§ What you will do: Transcribe the records below exactly.

== Records for this task

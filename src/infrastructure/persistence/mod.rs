//! Entry store implementations.
//!
//! - [`MemoryEntryStore`] - process-local store guarded by a reader/writer lock

pub mod memory_entry_store;

pub use memory_entry_store::MemoryEntryStore;
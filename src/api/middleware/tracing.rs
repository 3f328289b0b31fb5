//! HTTP request/response tracing middleware.

use tower_http::LatencyUnit;
use tower_http::classify::{ServerErrorsAsFailures, SharedClassifier};
use tower_http::trace::{DefaultMakeSpan, DefaultOnResponse, TraceLayer};
use tracing::Level;

/// Creates a tracing middleware for HTTP requests.
///
/// Each request gets an `INFO` span carrying method, URI and version; the
/// response is logged at `INFO` with status and latency in milliseconds.
///
/// ```text
/// INFO request{method=GET uri=/abc123 version=HTTP/1.1}: finished processing request latency=0 ms status=302
/// ```
pub fn layer() -> TraceLayer<SharedClassifier<ServerErrorsAsFailures>> {
    TraceLayer::new_for_http()
        .make_span_with(DefaultMakeSpan::new().level(Level::INFO))
        .on_response(
            DefaultOnResponse::new()
                .level(Level::INFO)
                .latency_unit(LatencyUnit::Millis),
        )
}
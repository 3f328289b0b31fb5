//! Domain layer containing business entities and contracts.
//!
//! This module holds the core of the shortener: what an entry is, what a
//! store must be able to do with it, and how "now" is observed. Nothing in
//! here depends on HTTP or on a concrete storage backend.
//!
//! # Architecture
//!
//! - [`entities`] - Core business data structures
//! - [`repositories`] - Storage capability trait definitions
//! - [`clock`] - Injectable time source
//! - [`error`] - Domain error kinds
//!
//! # Design Principles
//!
//! - Domain layer has no dependencies on infrastructure or presentation layers
//! - The [`repositories::EntryStore`] trait is implemented by the infrastructure layer
//! - Business logic lives in services (see [`crate::application::services`])

pub mod clock;
pub mod entities;
pub mod error;
pub mod repositories;
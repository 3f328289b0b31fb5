//! HTTP middleware for request processing and protection.
//!
//! Provides rate limiting and observability middleware.

pub mod rate_limit;
pub mod tracing;
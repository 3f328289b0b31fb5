//! Shared application state injected into every handler.

use std::sync::Arc;

use crate::application::services::{ResolveService, ShortenService, ShortenSettings};
use crate::domain::clock::Clock;
use crate::domain::repositories::EntryStore;
use crate::utils::code_generator::CodeGenerator;

/// Handles to the services, built once at startup.
///
/// Both services share the same store and clock; nothing here is a
/// process-wide singleton.
#[derive(Clone)]
pub struct AppState {
    pub shorten_service: Arc<ShortenService<dyn EntryStore>>,
    pub resolve_service: Arc<ResolveService<dyn EntryStore>>,
}

impl AppState {
    pub fn new(
        store: Arc<dyn EntryStore>,
        generator: Arc<dyn CodeGenerator>,
        clock: Arc<dyn Clock>,
        settings: ShortenSettings,
    ) -> Self {
        let shorten_service = Arc::new(ShortenService::new(
            store.clone(),
            generator,
            clock.clone(),
            settings,
        ));
        let resolve_service = Arc::new(ResolveService::new(store, clock));

        Self {
            shorten_service,
            resolve_service,
        }
    }
}
//! Top-level router configuration.
//!
//! # Route Structure
//!
//! - `GET  /{code}`             - Short link redirect
//! - `GET  /health`             - Health check
//! - `POST /api/shorten`        - Create a short link
//! - `GET  /api/stats/{code}`   - Link statistics
//!
//! # Middleware
//!
//! - **Tracing** - Structured request/response logging
//! - **Rate limiting** - Per-IP token bucket
//! - **Path normalization** - Trailing slash handling

use crate::api;
use crate::api::handlers::{health_handler, redirect_handler};
use crate::api::middleware::rate_limit::{self, RateLimitSettings};
use crate::api::middleware::tracing;
use crate::state::AppState;
use axum::Router;
use axum::routing::get;
use tower::Layer;
use tower_http::normalize_path::{NormalizePath, NormalizePathLayer};

/// Constructs the application router with all routes and middleware.
///
/// # Errors
///
/// Returns an error if the rate limiter cannot be built from `rate_limit`.
pub fn app_router(
    state: AppState,
    rate_limit: RateLimitSettings,
) -> anyhow::Result<NormalizePath<Router>> {
    let router = router(state, rate_limit)?;
    Ok(NormalizePathLayer::trim_trailing_slash().layer(router))
}

/// Routes and middleware without path normalization.
///
/// # Errors
///
/// Returns an error if the rate limiter cannot be built from `rate_limit`.
pub fn router(state: AppState, rate_limit: RateLimitSettings) -> anyhow::Result<Router> {
    Ok(Router::new()
        .route("/{code}", get(redirect_handler))
        .route("/health", get(health_handler))
        .nest("/api", api::routes::api_routes())
        .with_state(state)
        .layer(rate_limit::layer(rate_limit)?)
        .layer(tracing::layer()))
}
//! # memlink
//!
//! An in-memory URL shortening service built with Axum.
//!
//! ## Architecture
//!
//! - **Domain Layer** ([`domain`]) - Entries, errors, the clock and the store trait
//! - **Application Layer** ([`application`]) - Shortening and resolution services
//! - **Infrastructure Layer** ([`infrastructure`]) - The in-memory entry store
//! - **API Layer** ([`api`]) - REST handlers, DTOs and middleware
//!
//! ## Features
//!
//! - Generated (random or sequential base62) and custom short codes
//! - Per-link expiry, hidden from redirects but kept for statistics
//! - Click counting with last-access timestamps
//! - Optional deduplication of repeated URLs
//! - Per-IP rate limiting and request tracing
//!
//! ## Quick Start
//!
//! ```bash
//! export BASE_URL="https://sho.rt"
//! cargo run
//! ```
//!
//! ## Configuration
//!
//! Service configuration is loaded from environment variables via [`config::Config`].
//! See [`config`] module for available options.

pub mod api;
pub mod application;
pub mod domain;
pub mod error;
pub mod infrastructure;
pub mod state;
pub mod utils;

pub mod config;
pub mod server;

pub mod routes;

pub use error::AppError;
pub use state::AppState;

/// Commonly used types for external consumers.
///
/// Re-exports frequently used types to simplify imports for library users
/// and integration tests.
pub mod prelude {
    pub use crate::application::services::{CreateShortRequest, ShortenSettings};
    pub use crate::domain::clock::{Clock, ManualClock};
    pub use crate::domain::error::ShortenError;
    pub use crate::domain::repositories::EntryStore;
    pub use crate::infrastructure::persistence::MemoryEntryStore;
    pub use crate::state::AppState;
}
//! Infrastructure layer for storage backends.
//!
//! This layer implements interfaces defined by the domain layer.
//!
//! # Modules
//!
//! - [`persistence`] - [`crate::domain::repositories::EntryStore`] implementations
pub mod persistence;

====

§ Your response:
filename src/infrastructure/persistence/mod.rs
//! Entry store implementations.
//!
//! - [`MemoryEntryStore`] - process-local store guarded by a reader/writer lock

pub mod memory_entry_store;

pub use memory_entry_store::MemoryEntryStore;
filename src/api/middleware/tracing.rs
repository 3f328289b0b31fb5
//! HTTP request/response tracing middleware.

use tower_http::LatencyUnit;
use tower_http::classify::{ServerErrorsAsFailures, SharedClassifier};
use tower_http::trace::{DefaultMakeSpan, DefaultOnResponse, TraceLayer};
use tracing::Level;

/// Creates a tracing middleware for HTTP requests.
///
/// Each request gets an `INFO` span carrying method, URI and version; the
/// response is logged at `INFO` with status and latency in milliseconds.
///
/// ```text
/// INFO request{method=GET uri=/abc123 version=HTTP/1.1}: finished processing request latency=0 ms status=302
/// ```
pub fn layer() -> TraceLayer<SharedClassifier<ServerErrorsAsFailures>> {
    TraceLayer::new_for_http()
        .make_span_with(DefaultMakeSpan::new().level(Level::INFO))
        .on_response(
            DefaultOnResponse::new()
                .level(Level::INFO)
                .latency_unit(LatencyUnit::Millis),
        )
}
repository 3f328289b0b31fb5
//! Domain layer containing business entities and contracts.
//!
//! This module holds the core of the shortener: what an entry is, what a
//! store must be able to do with it, and how "now" is observed. Nothing in
//! here depends on HTTP or on a concrete storage backend.
//!
//! # Architecture
//!
//! - [`entities`] - Core business data structures
//! - [`repositories`] - Storage capability trait definitions
//! - [`clock`] - Injectable time source
//! - [`error`] - Domain error kinds
//!
//! # Design Principles
//!
//! - Domain layer has no dependencies on infrastructure or presentation layers
//! - The [`repositories::EntryStore`] trait is implemented by the infrastructure layer
//! - Business logic lives in services (see [`crate::application::services`])

pub mod clock;
pub mod entities;
pub mod error;
pub mod repositories;
repository 3f328289b0b31fb5
//! HTTP middleware for request processing and protection.
//!
//! Provides rate limiting and observability middleware.

pub mod rate_limit;
pub mod tracing;
repository 3f328289b0b31fb5
//! Shared application state injected into every handler.

use std::sync::Arc;

use crate::application::services::{ResolveService, ShortenService, ShortenSettings};
use crate::domain::clock::Clock;
use crate::domain::repositories::EntryStore;
use crate::utils::code_generator::CodeGenerator;

/// Handles to the services, built once at startup.
///
/// Both services share the same store and clock; nothing here is a
/// process-wide singleton.
#[derive(Clone)]
pub struct AppState {
    pub shorten_service: Arc<ShortenService<dyn EntryStore>>,
    pub resolve_service: Arc<ResolveService<dyn EntryStore>>,
}

impl AppState {
    pub fn new(
        store: Arc<dyn EntryStore>,
        generator: Arc<dyn CodeGenerator>,
        clock: Arc<dyn Clock>,
        settings: ShortenSettings,
    ) -> Self {
        let shorten_service = Arc::new(ShortenService::new(
            store.clone(),
            generator,
            clock.clone(),
            settings,
        ));
        let resolve_service = Arc::new(ResolveService::new(store, clock));

        Self {
            shorten_service,
            resolve_service,
        }
    }
}
//! Top-level router configuration.
//!
//! # Route Structure
//!
//! - `GET  /{code}`             - Short link redirect
//! - `GET  /health`             - Health check
//! - `POST /api/shorten`        - Create a short link
//! - `GET  /api/stats/{code}`   - Link statistics
//!
//! # Middleware
//!
//! - **Tracing** - Structured request/response logging
//! - **Rate limiting** - Per-IP token bucket
//! - **Path normalization** - Trailing slash handling

use crate::api;
use crate::api::handlers::{health_handler, redirect_handler};
use crate::api::middleware::rate_limit::{self, RateLimitSettings};
use crate::api::middleware::tracing;
use crate::state::AppState;
use axum::Router;
use axum::routing::get;
use tower::Layer;
use tower_http::normalize_path::{NormalizePath, NormalizePathLayer};

/// Constructs the application router with all routes and middleware.
///
/// # Errors
///
/// Returns an error if the rate limiter cannot be built from `rate_limit`.
pub fn app_router(
    state: AppState,
    rate_limit: RateLimitSettings,
) -> anyhow::Result<NormalizePath<Router>> {
    let router = router(state, rate_limit)?;
    Ok(NormalizePathLayer::trim_trailing_slash().layer(router))
}

/// Routes and middleware without path normalization.
///
/// # Errors
///
/// Returns an error if the rate limiter cannot be built from `rate_limit`.
pub fn router(state: AppState, rate_limit: RateLimitSettings) -> anyhow::Result<Router> {
    Ok(Router::new()
        .route("/{code}", get(redirect_handler))
        .route("/health", get(health_handler))
        .nest("/api", api::routes::api_routes())
        .with_state(state)
        .layer(rate_limit::layer(rate_limit)?)
        .layer(tracing::layer()))
}
//! # memlink
//!
//! An in-memory URL shortening service built with Axum.
//!
//! ## Architecture
//!
//! - **Domain Layer** ([`domain`]) - Entries, errors, the clock and the store trait
//! - **Application Layer** ([`application`]) - Shortening and resolution services
//! - **Infrastructure Layer** ([`infrastructure`]) - The in-memory entry store
//! - **API Layer** ([`api`]) - REST handlers, DTOs and middleware
//!
//! ## Features
//!
//! - Generated (random or sequential base62) and custom short codes
//! - Per-link expiry, hidden from redirects but kept for statistics
//! - Click counting with last-access timestamps
//! - Optional deduplication of repeated URLs
//! - Per-IP rate limiting and request tracing
//!
//! ## Quick Start
//!
//! ```bash
//! export BASE_URL="https://sho.rt"
//! cargo run
//! ```
//!
//! ## Configuration
//!
//! Service configuration is loaded from environment variables via [`config::Config`].
//! See [`config`] module for available options.

pub mod api;
pub mod application;
pub mod domain;
pub mod error;
pub mod infrastructure;
pub mod state;
pub mod utils;

pub mod config;
pub mod server;

pub mod routes;

pub use error::AppError;
pub use state::AppState;

/// Commonly used types for external consumers.
///
/// Re-exports frequently used types to simplify imports for library users
/// and integration tests.
pub mod prelude {
    pub use crate::application::services::{CreateShortRequest, ShortenSettings};
    pub use crate::domain::clock::{Clock, ManualClock};
    pub use crate::domain::error::ShortenError;
    pub use crate::domain::repositories::EntryStore;
    pub use crate::infrastructure::persistence::MemoryEntryStore;
    pub use crate::state::AppState;
}
//! Infrastructure layer for storage backends.
//!
//! This layer implements interfaces defined by the domain layer.
//!
//! # Modules
//!
//! - [`persistence`] - [`crate::domain::repositories::EntryStore`] implementations
pub mod persistence;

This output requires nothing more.